Before Flack’s death, she had hoped the charges would be dropped, and the thought of a documentary to air later down the line would put her story out there. But in the end, it wasn’t to be.

Her mother Christine and twin sister Jody are now hoping to honour her wish in Caroline Flack: Her Life And Death, a new documentary about Carrie, the bright and funny but incredibly complex woman behind the media persona, which explores her depression and the pressures that fame, social media and the press had on her throughout her life.

“Quite close to the end, she had actually asked us to help her tell her story,” says Jody, speaking to Sky News and other journalists ahead of the programme’s release. “She said ‘We’re going to make this film, you’re all going to be in it’. And she was excited about being able to do it. So we remembered that.”

As a private family there were initial hesitations, but in the end it felt like “something we just had to do”, she says.

“There was so much negative press around her at the end and she wasn’t a negative person,” says Christine. “She was a fun-loving person but she had this other side that she suffered with, depression and down times and just bad times.”

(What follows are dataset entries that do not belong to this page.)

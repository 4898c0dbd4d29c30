pub mod cli;
pub mod commands;
pub mod error;
pub mod initializers;
pub mod kubectl;
pub mod options;
pub mod settings;
pub mod templating;
pub mod validation;
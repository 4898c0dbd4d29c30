//! Finding existing function sources on disk

use globwalk::{FileType, GlobWalkerBuilder};
use std::path::{Path, PathBuf};
use tracing::debug;

use super::Language;
use super::error::InitializerError;
use crate::options::FunctionConfig;
use crate::validation::ValidationError;

/// What the Dockerfile should package.
#[derive(Debug, Clone, PartialEq, Eq)]
pub enum ArtifactChoice {
    /// A file that is already present, relative to the function directory.
    Existing(PathBuf),
    /// No source was found; a stub with this relative path will be generated.
    Stub(PathBuf),
}

impl ArtifactChoice {
    pub fn path(&self) -> &Path {
        match self {
            ArtifactChoice::Existing(path) | ArtifactChoice::Stub(path) => path,
        }
    }
}

/// Files with one of `language`'s extensions, relative to `directory` and sorted.
pub fn find_candidates(
    language: Language,
    directory: &Path,
) -> Result<Vec<PathBuf>, InitializerError> {
    let mut patterns: Vec<String> = language
        .extensions()
        .iter()
        .map(|ext| format!("*.{ext}"))
        .collect();
    patterns.extend(language.excluded_patterns().iter().map(|p| format!("!{p}")));

    let mut results = Vec::new();
    for search_dir in language.search_dirs() {
        let base = directory.join(search_dir);
        if !base.is_dir() {
            continue;
        }

        let walker = GlobWalkerBuilder::from_patterns(&base, patterns.as_slice())
            .max_depth(1)
            .follow_links(true)
            .file_type(FileType::FILE)
            .build()
            .map_err(|source| InitializerError::Search {
                directory: base.clone(),
                source,
            })?;

        for entry in walker.into_iter().filter_map(Result::ok) {
            if let Ok(rel) = entry.path().strip_prefix(directory) {
                results.push(rel.to_path_buf());
            }
        }
    }

    results.sort();
    results.dedup();
    Ok(results)
}

/// Pick the artifact for `language`: the explicit one, a single discovered
/// candidate, `<name>.<ext>` among several, or a stub when nothing is found.
pub fn resolve_artifact(
    language: Language,
    config: &FunctionConfig,
) -> Result<ArtifactChoice, InitializerError> {
    if let Some(artifact) = &config.artifact {
        return Ok(ArtifactChoice::Existing(artifact.clone()));
    }

    let candidates = find_candidates(language, &config.directory)?;
    debug!("{} artifact candidates: {candidates:?}", language.name());

    match candidates.as_slice() {
        [] => match language.stub_file_name(&config.name) {
            Some(stub) => Ok(ArtifactChoice::Stub(stub)),
            None => Err(InitializerError::MissingJar {
                directory: config.directory.clone(),
            }),
        },
        [only] => Ok(ArtifactChoice::Existing(only.clone())),
        several => {
            let preferred = language
                .extensions()
                .iter()
                .map(|ext| PathBuf::from(format!("{}.{ext}", config.name)))
                .find(|name| several.contains(name));
            match preferred {
                Some(path) => Ok(ArtifactChoice::Existing(path)),
                None => Err(InitializerError::AmbiguousArtifact {
                    candidates: several
                        .iter()
                        .map(|p| p.display().to_string())
                        .collect(),
                }),
            }
        }
    }
}

/// Work out the language of a function from its artifact or directory contents.
pub fn detect_language(config: &FunctionConfig) -> Result<Language, ValidationError> {
    if let Some(artifact) = &config.artifact {
        let ext = artifact
            .extension()
            .and_then(|ext| ext.to_str())
            .unwrap_or_default();
        return Language::from_extension(ext).ok_or_else(|| ValidationError::UnknownLanguage {
            directory: config.directory.clone(),
            reason: format!("artifact {} has no known extension", artifact.display()),
        });
    }

    let mut found = Vec::new();
    for language in Language::ALL {
        // A failing search is treated like an empty one; the initializer repeats it and reports
        let candidates = find_candidates(language, &config.directory).unwrap_or_default();
        if !candidates.is_empty() {
            found.push(language);
        }
    }

    match found.as_slice() {
        [language] => Ok(*language),
        [] => Err(ValidationError::UnknownLanguage {
            directory: config.directory.clone(),
            reason: "no function source files were found".to_string(),
        }),
        several => Err(ValidationError::UnknownLanguage {
            directory: config.directory.clone(),
            reason: format!(
                "sources for several languages were found ({})",
                several
                    .iter()
                    .map(|l| l.name())
                    .collect::<Vec<_>>()
                    .join(", ")
            ),
        }),
    }
}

Her daughter “wasn’t an awful girl”, she says. “She wasn’t horrible – she wasn’t perfect, but… she didn’t have any bad in her.”

Christine and Jody met with director Charlie Russell and executive producer Dov Freedman, who had spoken to Flack in the weeks before her death.

“It was clear she had a story she wanted to tell,” Russell tells Sky News in a separate interview. In a “small way”, she has still been able to, says Freedman. “There’s elements in this film that I hope Caroline would have liked and be pleased with.”

Flack was a woman who, on the face of it, had everything: successful career, glamorous lifestyle, a loving family. She wore her heart on her Instagram, sharing what appeared to be every aspect of a life lived to the full, from relationships to parties to behind-the-scenes filming and messing about with friends.

But behind the grin and infectious laugh that made her famous was a woman who had always struggled, with everything from teenage break-ups to negative press and trolling on social media. That only increased the more famous she became.

She had taken tablets and “ended up in an A&E situation a lot of times”, which her family are talking about now for the first time.

From childhood, Flack “was either very high or she was very down, you couldn’t stop her crying”, says Christine in the documentary. After her first break-up “she struggled emotionally, she was very depressed”, says Jody. “And that pattern carried on forever. She really did find heartbreak impossible.”

Suicide was a worry “for a long time”, she says. “I’d prepared that it could happen.”

As well as interviews with Christine and Jody, friends including Olly Murs and Dermot O’Leary also pay tribute to Flack. The programme features previously unseen home videos and photographs, showing a young girl with her whole life ahead of her.

“I probably wouldn’t have looked at them yet [if not for making the documentary],” Christine tells the panel Q&A. “There’s lots of things we can’t do yet. My oldest daughter still hasn’t even looked at the Strictly film, she can’t bring herself to look at things yet. But I think because we were doing this, we were looking at things again and remembering, funny things that she’d written and… yeah, that was really nice.”

Flack was by no means a reluctant celebrity. She worked very hard but also enjoyed being famous, her family and friends say in the programme.

But she wasn’t “emotionally wired” to deal with the negative aspects when things went wrong, says one producer, and became “addicted to affirmation”, O’Leary believes. She could not keep herself from reading news stories and checking her social media feeds.

“When I was young, if you were bullied at school you could get away from it,” says Christine. “You can’t get away from it now because it follows you home, it follows you on your phone.

“Carrie was the worst one, she would look at her phone all the time. It took her over, what was being said on there. There could be 30 nice things said, one bad thing said, and that was it.”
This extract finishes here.